> **The data**:
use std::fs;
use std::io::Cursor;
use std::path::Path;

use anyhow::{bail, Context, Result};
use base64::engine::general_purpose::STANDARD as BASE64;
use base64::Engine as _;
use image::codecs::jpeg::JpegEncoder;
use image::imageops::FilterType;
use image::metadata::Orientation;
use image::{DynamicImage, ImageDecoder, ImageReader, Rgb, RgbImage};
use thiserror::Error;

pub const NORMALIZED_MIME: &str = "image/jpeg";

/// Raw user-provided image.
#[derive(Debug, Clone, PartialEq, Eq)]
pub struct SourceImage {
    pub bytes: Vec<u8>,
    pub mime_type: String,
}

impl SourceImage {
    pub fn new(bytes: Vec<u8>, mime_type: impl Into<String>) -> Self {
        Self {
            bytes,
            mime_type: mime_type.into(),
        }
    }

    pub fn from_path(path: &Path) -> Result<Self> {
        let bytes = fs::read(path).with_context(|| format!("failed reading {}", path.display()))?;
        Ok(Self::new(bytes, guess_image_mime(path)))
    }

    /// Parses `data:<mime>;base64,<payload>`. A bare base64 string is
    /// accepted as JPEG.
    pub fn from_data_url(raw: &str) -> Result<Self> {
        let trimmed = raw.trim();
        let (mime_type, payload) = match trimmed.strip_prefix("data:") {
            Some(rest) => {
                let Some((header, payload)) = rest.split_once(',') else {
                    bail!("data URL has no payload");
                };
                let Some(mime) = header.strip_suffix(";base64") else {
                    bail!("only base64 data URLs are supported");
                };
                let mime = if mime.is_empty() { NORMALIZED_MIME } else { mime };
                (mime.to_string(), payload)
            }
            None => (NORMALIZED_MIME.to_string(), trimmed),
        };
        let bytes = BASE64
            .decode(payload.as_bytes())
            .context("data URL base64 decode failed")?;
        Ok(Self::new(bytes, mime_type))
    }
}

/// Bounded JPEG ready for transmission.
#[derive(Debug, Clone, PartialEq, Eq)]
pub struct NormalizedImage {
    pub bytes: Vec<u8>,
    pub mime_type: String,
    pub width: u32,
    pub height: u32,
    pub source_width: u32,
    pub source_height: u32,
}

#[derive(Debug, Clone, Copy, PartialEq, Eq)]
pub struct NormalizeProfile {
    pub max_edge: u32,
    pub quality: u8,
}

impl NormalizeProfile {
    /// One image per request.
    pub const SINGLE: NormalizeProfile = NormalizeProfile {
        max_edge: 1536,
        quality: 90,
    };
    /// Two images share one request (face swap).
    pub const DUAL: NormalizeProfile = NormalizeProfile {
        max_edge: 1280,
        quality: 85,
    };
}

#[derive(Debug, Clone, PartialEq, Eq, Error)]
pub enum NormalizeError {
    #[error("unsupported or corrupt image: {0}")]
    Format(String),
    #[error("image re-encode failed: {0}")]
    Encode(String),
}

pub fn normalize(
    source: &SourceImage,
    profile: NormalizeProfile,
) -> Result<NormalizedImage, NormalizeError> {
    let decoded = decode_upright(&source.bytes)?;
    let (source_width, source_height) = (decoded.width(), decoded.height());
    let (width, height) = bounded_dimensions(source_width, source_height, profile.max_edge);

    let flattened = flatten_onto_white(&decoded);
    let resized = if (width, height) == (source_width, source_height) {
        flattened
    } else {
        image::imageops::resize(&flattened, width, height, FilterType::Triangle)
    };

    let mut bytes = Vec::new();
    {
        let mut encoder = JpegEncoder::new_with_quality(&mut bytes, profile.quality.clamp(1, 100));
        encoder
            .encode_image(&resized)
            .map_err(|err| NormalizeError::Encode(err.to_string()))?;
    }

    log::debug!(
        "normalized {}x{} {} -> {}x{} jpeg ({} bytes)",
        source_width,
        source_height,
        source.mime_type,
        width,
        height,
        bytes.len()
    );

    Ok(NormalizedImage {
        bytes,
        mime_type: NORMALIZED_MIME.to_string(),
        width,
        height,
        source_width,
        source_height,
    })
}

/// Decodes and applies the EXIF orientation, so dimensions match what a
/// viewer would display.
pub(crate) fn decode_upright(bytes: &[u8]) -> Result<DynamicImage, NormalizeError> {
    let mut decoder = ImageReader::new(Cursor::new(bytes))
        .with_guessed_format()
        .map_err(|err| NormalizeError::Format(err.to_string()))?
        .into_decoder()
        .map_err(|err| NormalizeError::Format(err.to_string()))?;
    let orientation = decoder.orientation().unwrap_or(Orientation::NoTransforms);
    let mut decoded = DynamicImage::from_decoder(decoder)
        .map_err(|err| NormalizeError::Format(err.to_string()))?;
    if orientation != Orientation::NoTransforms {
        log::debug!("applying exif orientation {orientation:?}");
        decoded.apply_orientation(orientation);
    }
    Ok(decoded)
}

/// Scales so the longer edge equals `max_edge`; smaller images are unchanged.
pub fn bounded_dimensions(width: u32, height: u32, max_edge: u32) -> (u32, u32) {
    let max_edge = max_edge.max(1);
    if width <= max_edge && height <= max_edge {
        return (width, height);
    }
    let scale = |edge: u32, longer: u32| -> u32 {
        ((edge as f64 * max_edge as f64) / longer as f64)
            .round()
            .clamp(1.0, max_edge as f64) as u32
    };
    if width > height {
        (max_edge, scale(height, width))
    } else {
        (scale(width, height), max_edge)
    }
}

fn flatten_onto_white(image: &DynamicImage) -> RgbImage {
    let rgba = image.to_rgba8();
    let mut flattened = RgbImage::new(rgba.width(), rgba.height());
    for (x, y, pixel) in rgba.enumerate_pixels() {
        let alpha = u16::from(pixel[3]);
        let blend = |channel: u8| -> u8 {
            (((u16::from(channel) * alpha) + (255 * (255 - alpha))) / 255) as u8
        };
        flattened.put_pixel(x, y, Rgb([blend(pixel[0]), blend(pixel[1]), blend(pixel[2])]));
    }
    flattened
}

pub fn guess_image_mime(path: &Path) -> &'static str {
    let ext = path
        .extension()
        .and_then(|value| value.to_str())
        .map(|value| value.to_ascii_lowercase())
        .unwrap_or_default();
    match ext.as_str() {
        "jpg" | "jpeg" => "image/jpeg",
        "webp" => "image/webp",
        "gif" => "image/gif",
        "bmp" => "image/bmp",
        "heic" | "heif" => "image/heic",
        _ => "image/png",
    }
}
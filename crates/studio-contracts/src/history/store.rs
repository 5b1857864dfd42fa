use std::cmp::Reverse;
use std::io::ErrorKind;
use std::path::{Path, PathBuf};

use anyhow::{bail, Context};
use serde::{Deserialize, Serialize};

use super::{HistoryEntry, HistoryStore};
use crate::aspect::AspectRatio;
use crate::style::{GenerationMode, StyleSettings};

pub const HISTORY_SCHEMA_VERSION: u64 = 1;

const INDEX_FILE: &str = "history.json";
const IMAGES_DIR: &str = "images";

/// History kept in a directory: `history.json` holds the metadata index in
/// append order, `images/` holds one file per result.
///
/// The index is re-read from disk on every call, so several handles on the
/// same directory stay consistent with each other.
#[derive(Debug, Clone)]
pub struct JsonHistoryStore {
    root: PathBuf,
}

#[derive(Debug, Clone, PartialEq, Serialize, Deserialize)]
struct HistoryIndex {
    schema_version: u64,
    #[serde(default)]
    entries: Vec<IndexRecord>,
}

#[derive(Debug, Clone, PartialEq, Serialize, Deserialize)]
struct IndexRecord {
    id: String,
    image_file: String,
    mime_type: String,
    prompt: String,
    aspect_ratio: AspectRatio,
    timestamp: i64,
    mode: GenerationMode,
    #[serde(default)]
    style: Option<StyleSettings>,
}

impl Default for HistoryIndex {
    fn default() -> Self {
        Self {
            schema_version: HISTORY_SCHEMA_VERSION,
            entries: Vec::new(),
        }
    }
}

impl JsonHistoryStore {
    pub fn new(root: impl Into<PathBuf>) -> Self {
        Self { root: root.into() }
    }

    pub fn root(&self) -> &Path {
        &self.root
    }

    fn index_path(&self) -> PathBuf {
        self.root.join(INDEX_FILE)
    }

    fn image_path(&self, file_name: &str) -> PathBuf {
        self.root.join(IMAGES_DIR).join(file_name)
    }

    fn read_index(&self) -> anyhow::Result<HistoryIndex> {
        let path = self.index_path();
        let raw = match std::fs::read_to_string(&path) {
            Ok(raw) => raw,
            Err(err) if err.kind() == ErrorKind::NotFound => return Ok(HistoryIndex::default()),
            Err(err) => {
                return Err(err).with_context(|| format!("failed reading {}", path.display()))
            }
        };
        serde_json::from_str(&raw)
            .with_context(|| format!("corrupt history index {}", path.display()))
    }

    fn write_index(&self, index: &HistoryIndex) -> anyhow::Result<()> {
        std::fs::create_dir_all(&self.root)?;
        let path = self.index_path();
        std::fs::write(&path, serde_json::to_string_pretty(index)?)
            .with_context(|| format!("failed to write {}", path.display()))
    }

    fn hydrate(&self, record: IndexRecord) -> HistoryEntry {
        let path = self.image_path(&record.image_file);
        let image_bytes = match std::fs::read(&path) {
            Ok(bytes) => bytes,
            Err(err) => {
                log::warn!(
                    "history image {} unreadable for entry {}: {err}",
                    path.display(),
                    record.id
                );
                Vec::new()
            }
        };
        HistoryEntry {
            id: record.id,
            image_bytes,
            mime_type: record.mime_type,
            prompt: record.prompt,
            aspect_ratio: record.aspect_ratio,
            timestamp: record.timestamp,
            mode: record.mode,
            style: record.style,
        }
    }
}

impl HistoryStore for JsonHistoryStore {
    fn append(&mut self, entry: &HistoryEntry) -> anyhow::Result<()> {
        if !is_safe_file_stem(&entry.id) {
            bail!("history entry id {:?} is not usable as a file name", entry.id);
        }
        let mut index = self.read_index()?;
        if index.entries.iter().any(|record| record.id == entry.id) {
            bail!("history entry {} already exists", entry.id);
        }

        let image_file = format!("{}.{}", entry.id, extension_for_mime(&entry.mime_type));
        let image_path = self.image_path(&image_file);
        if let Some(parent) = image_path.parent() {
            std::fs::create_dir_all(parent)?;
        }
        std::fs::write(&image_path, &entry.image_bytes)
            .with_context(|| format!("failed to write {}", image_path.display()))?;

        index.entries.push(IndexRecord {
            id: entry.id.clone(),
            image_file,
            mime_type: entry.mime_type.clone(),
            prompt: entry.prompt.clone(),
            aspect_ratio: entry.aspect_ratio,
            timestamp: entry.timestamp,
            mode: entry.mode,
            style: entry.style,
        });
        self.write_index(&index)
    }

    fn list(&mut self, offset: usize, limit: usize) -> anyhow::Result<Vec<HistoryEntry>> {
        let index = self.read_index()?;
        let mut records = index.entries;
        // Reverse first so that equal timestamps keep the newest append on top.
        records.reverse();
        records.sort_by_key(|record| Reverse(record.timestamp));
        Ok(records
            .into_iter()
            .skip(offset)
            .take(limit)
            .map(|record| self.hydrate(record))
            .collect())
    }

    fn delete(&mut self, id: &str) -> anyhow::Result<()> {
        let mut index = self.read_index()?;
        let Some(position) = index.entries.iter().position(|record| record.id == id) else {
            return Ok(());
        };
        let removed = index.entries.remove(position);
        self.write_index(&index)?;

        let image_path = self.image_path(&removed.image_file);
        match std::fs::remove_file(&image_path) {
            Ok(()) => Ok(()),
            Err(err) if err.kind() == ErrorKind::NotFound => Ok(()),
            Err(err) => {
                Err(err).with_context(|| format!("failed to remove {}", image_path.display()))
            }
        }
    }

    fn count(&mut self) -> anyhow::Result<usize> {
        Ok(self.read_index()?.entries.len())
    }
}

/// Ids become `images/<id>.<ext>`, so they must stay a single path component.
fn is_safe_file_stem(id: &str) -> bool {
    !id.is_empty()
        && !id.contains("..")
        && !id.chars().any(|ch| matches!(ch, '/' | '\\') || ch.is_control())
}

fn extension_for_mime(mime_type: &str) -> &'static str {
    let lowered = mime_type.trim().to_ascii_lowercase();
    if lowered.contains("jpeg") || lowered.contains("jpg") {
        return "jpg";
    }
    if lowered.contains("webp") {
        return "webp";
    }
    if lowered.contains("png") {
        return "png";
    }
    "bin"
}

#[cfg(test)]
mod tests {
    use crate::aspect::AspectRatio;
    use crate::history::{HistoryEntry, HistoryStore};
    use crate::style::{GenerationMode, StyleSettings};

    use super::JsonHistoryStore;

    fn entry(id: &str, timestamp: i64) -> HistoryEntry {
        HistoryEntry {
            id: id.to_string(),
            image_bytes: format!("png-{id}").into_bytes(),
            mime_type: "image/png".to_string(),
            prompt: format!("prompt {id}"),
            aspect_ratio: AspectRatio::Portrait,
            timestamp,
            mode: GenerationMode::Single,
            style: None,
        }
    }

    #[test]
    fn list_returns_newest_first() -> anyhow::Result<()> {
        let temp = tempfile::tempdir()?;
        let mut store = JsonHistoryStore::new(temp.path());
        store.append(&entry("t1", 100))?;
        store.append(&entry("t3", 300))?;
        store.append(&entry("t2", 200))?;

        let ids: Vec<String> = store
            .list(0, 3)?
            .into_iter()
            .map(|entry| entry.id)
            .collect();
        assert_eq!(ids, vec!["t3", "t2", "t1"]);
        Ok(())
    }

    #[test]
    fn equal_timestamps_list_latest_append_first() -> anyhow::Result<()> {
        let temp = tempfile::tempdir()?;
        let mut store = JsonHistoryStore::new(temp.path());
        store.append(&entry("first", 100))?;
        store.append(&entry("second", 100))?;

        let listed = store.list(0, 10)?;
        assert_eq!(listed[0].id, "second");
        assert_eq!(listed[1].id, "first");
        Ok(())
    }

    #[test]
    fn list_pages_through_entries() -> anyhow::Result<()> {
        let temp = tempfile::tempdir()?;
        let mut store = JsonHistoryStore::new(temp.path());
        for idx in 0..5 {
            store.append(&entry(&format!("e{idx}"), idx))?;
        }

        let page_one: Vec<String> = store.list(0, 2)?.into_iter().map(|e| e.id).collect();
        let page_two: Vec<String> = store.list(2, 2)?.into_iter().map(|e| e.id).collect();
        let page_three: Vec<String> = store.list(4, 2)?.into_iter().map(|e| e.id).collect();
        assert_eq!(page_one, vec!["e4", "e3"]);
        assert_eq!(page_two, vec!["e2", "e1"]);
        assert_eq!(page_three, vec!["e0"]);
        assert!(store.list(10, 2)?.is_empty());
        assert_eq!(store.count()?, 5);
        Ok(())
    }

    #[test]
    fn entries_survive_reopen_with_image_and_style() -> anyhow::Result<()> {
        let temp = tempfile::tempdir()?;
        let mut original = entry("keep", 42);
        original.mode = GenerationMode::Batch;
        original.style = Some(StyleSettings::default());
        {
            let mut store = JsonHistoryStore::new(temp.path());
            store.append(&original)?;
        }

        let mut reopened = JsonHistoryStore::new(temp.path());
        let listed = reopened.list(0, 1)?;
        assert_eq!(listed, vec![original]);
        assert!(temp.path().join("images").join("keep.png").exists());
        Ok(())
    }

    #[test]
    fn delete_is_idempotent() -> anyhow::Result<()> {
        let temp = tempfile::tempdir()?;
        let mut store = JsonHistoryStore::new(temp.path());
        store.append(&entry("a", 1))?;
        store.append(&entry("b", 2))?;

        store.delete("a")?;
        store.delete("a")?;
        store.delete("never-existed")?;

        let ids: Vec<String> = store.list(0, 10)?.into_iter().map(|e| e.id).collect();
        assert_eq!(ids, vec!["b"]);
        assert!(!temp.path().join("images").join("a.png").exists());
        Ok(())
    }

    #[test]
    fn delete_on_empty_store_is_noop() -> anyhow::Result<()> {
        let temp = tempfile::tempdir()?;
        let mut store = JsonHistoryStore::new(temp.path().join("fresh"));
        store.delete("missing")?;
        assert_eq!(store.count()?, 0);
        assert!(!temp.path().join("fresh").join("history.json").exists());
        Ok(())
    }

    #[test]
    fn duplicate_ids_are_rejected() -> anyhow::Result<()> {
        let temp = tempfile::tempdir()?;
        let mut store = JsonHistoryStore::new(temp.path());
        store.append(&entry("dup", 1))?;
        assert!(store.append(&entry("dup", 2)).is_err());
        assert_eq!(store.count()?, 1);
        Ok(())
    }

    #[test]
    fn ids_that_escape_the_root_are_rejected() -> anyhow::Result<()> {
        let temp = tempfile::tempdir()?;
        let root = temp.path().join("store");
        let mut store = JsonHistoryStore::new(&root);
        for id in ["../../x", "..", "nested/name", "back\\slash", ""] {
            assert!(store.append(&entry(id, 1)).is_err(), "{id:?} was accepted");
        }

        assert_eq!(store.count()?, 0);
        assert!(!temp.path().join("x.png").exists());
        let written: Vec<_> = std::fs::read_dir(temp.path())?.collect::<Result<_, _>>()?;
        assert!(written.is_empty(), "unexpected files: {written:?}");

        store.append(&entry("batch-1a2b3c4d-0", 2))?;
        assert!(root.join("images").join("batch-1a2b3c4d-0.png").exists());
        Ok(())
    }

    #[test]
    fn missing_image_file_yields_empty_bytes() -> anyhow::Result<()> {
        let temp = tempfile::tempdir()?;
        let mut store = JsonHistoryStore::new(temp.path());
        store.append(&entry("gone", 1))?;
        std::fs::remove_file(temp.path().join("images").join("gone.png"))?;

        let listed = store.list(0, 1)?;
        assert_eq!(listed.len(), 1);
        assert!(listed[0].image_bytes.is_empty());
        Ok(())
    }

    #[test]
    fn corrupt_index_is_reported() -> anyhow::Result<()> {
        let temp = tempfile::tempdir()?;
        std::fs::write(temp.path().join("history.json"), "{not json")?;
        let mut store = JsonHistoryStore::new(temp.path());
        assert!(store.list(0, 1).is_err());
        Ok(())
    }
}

> **What you are asked to do**: Wherever the word "JpegEncoder" turns up in the material, copy the whole line.

> **Answer space**:
use image::codecs::jpeg::JpegEncoder;
        let mut encoder = JpegEncoder::new_with_quality(&mut bytes, profile.quality.clamp(1, 100));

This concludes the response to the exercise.